//! Duplex Wire Protocol
//!
//! Outbound: `{"action": "sign" | "push", "correlation_id": n, "params": {...}}`.
//! Inbound replies: `{"correlation_id": n, "data": {"status": ..., "message" | "payload": ...}}`.

use serde::{Deserialize, Deserializer, Serialize};
use serde_json::Value;

use crate::correlation::ReplyData;

/// Kind of an outbound duplex call.
#[derive(Debug, Clone, Copy, PartialEq, Eq, Serialize, Deserialize)]
#[serde(rename_all = "snake_case")]
pub enum Action {
    /// Compute a handshake signature; answered with a correlated reply.
    Sign,
    /// Deliver an event; fire-and-forget.
    Push,
}

/// Parameters of an outbound call.
#[derive(Debug, Clone, Serialize)]
#[serde(untagged)]
pub enum CallParams<'a> {
    Sign {
        appid: &'a str,
        event_ts: &'a str,
        plain_token: &'a str,
    },
    Push {
        body: &'a Value,
    },
}

/// A message sent to a duplex client.
#[derive(Debug, Clone, Serialize)]
pub struct OutboundCall<'a> {
    pub action: Action,
    pub correlation_id: u64,
    pub params: CallParams<'a>,
}

impl<'a> OutboundCall<'a> {
    #[must_use]
    pub const fn sign(
        correlation_id: u64,
        appid: &'a str,
        event_ts: &'a str,
        plain_token: &'a str,
    ) -> Self {
        Self {
            action: Action::Sign,
            correlation_id,
            params: CallParams::Sign {
                appid,
                event_ts,
                plain_token,
            },
        }
    }

    #[must_use]
    pub const fn push(correlation_id: u64, body: &'a Value) -> Self {
        Self {
            action: Action::Push,
            correlation_id,
            params: CallParams::Push { body },
        }
    }

    /// Serialize to a text frame.
    pub fn encode(&self) -> Result<String, serde_json::Error> {
        serde_json::to_string(self)
    }
}

/// A message received from a duplex client.
#[derive(Debug, Deserialize)]
pub struct InboundMessage {
    #[serde(default, deserialize_with = "correlation_id")]
    pub correlation_id: Option<u64>,
    #[serde(default)]
    pub data: Option<ReplyData>,
}

impl InboundMessage {
    /// Decode a text frame. Returns `None` for undecodable frames and for
    /// messages that carry no correlation id.
    #[must_use]
    pub fn decode_reply(text: &str) -> Option<(u64, ReplyData)> {
        let message: Self = serde_json::from_str(text).ok()?;
        let id = message.correlation_id?;
        let data = message
            .data
            .unwrap_or_else(|| ReplyData::error("reply carried no data"));
        Some((id, data))
    }
}

/// Accept correlation ids sent either as numbers or as numeric strings.
fn correlation_id<'de, D>(deserializer: D) -> Result<Option<u64>, D::Error>
where
    D: Deserializer<'de>,
{
    Ok(match Option::<Value>::deserialize(deserializer)? {
        Some(Value::Number(n)) => n.as_u64(),
        Some(Value::String(s)) => s.parse().ok(),
        _ => None,
    })
}
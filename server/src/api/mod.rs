//! API Router and Application State
//!
//! Central routing configuration and shared state.

pub mod webhook;

use std::net::SocketAddr;
use std::sync::Arc;

use axum::{
    extract::ConnectInfo,
    http::{Extensions, HeaderMap},
    routing::get,
    Json, Router,
};
use serde::Serialize;
use tower_http::trace::TraceLayer;

use crate::{
    config::Config,
    correlation::CorrelationHub,
    dispatch::Dispatcher,
    error::RelayError,
    gateway::{self, ConnectionRegistry},
    store::{Blacklist, RegistrationStore},
};

/// Header carrying the bot id on inbound calls and duplex connections.
pub const BOT_ID_HEADER: &str = "x-bot-appid";

/// Exact `user-agent` the platform sends with every callback.
pub const PLATFORM_USER_AGENT: &str = "QQBot-Callback";

/// Client address set by a reverse proxy.
pub const REAL_IP_HEADER: &str = "x-real-ip";

/// Shared application state.
#[derive(Clone)]
pub struct AppState {
    /// Server configuration
    pub config: Arc<Config>,
    /// Live duplex connections
    pub registry: Arc<ConnectionRegistry>,
    /// Handshake signing and event fanout
    pub dispatcher: Arc<Dispatcher>,
    /// Refused caller IPs
    pub blacklist: Arc<Blacklist>,
}

impl AppState {
    /// Create new application state.
    pub fn new(
        config: Config,
        store: Arc<dyn RegistrationStore>,
        blacklist: Blacklist,
    ) -> Result<Self, RelayError> {
        let http = reqwest::Client::builder()
            .user_agent(concat!("relay-server/", env!("CARGO_PKG_VERSION")))
            .build()?;

        let registry = Arc::new(ConnectionRegistry::new(store.clone(), CorrelationHub::new()));
        let dispatcher = Arc::new(Dispatcher::new(
            store,
            registry.clone(),
            http,
            config.delivery_timeout,
            config.sign_timeout,
        ));

        Ok(Self {
            config: Arc::new(config),
            registry,
            dispatcher,
            blacklist: Arc::new(blacklist),
        })
    }
}

/// Create the main application router.
pub fn create_router(state: AppState) -> Router {
    Router::new()
        // Health check + webhook ingress
        .route("/", get(ping).post(webhook::webhook))
        // Duplex connections
        .route("/webhook", get(gateway::handler))
        .layer(TraceLayer::new_for_http())
        .with_state(state)
}

/// Health check response.
#[derive(Serialize)]
struct PingResponse {
    code: u8,
}

/// Health check endpoint.
async fn ping() -> Json<PingResponse> {
    Json(PingResponse { code: 0 })
}

/// Caller IP: the socket peer, or `x-real-ip` when the relay sits behind a
/// trusted proxy that sets it.
pub fn client_ip(headers: &HeaderMap, extensions: &Extensions, trust_real_ip: bool) -> String {
    trust_real_ip
        .then(|| header_str(headers, REAL_IP_HEADER))
        .flatten()
        .map(str::to_owned)
        .or_else(|| {
            extensions
                .get::<ConnectInfo<SocketAddr>>()
                .map(|ConnectInfo(addr)| addr.ip().to_string())
        })
        .unwrap_or_else(|| "unknown".into())
}

/// A header as `&str`, when present and valid UTF-8.
pub fn header_str<'a>(headers: &'a HeaderMap, name: &str) -> Option<&'a str> {
    headers.get(name).and_then(|v| v.to_str().ok())
}
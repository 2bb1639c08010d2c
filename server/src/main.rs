//! Relay Server - Main Entry Point

use std::net::SocketAddr;
use std::sync::Arc;

use anyhow::{Context, Result};
use tracing::info;

use relay_server::{api, config, observability, store};

#[tokio::main]
async fn main() -> Result<()> {
    // Load configuration
    dotenvy::dotenv().ok();
    let config = config::Config::from_env()?;

    observability::init_tracing(config.log_format);

    info!(
        version = env!("CARGO_PKG_VERSION"),
        "Starting Relay Server"
    );

    // Registrations and blacklist
    let relay_file = store::file::load_or_create(
        &config.registration_path,
        store::RelayFile::default(),
    )
    .context("Failed to load registration file")?;
    let blacklist = store::Blacklist::load_or_create(&config.blacklist_path)
        .context("Failed to load blacklist")?;

    let bind_address = config
        .bind_address
        .clone()
        .unwrap_or_else(|| relay_file.bind_address());
    let registrations = relay_file.to_store();
    info!(
        bots = registrations.len(),
        blacklisted = blacklist.len(),
        "Registrations loaded"
    );

    // Build application state
    let state = api::AppState::new(config, Arc::new(registrations), blacklist)?;

    // Build router
    let app = api::create_router(state);

    // Start server
    let listener = tokio::net::TcpListener::bind(&bind_address)
        .await
        .with_context(|| format!("Failed to bind {bind_address}"))?;
    info!("[http] Listening on http://{bind_address}");
    info!("[ws] Listening on ws://{bind_address}/webhook");

    // Graceful shutdown handler
    let shutdown_signal = async {
        tokio::signal::ctrl_c()
            .await
            .expect("Failed to install CTRL+C signal handler");
        info!("Received shutdown signal, cleaning up...");
    };

    axum::serve(
        listener,
        app.into_make_service_with_connect_info::<SocketAddr>(),
    )
    .with_graceful_shutdown(shutdown_signal)
    .await?;

    info!("Server shutdown complete");

    Ok(())
}
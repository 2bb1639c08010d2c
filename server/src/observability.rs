//! Logging setup and log-safe formatting helpers.

use tracing_subscriber::EnvFilter;

use crate::config::LogFormat;

/// Default filter when `RUST_LOG` is unset.
const DEFAULT_FILTER: &str = "relay_server=info,tower_http=info";

/// Longest body preview written to logs.
const PREVIEW_CHARS: usize = 500;

/// Install the global `tracing` subscriber.
pub fn init_tracing(format: LogFormat) {
    let filter = EnvFilter::try_from_default_env().unwrap_or_else(|_| DEFAULT_FILTER.into());
    let builder = tracing_subscriber::fmt().with_env_filter(filter);

    match format {
        LogFormat::Json => builder.json().init(),
        LogFormat::Pretty => builder.init(),
    }
}

/// Mask a shared secret, keeping a short prefix for identification.
pub fn redact(secret: &str) -> String {
    let prefix: String = secret.chars().take(4).collect();
    if prefix.len() == secret.len() {
        "***".into()
    } else {
        format!("{prefix}***")
    }
}

/// Lossy, truncated rendering of a request body.
pub fn preview(body: &[u8]) -> String {
    let text = String::from_utf8_lossy(body);
    let mut out: String = text.chars().take(PREVIEW_CHARS).collect();
    if text.chars().nth(PREVIEW_CHARS).is_some() {
        out.push('…');
    }
    out
}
----
**Exercise directions**. Search the data above for the string "appid" and report each line that holds it.

**Result for this exercise**.
        appid: &'a str,
        appid: &'a str,
                appid,
pub const BOT_ID_HEADER: &str = "x-bot-appid";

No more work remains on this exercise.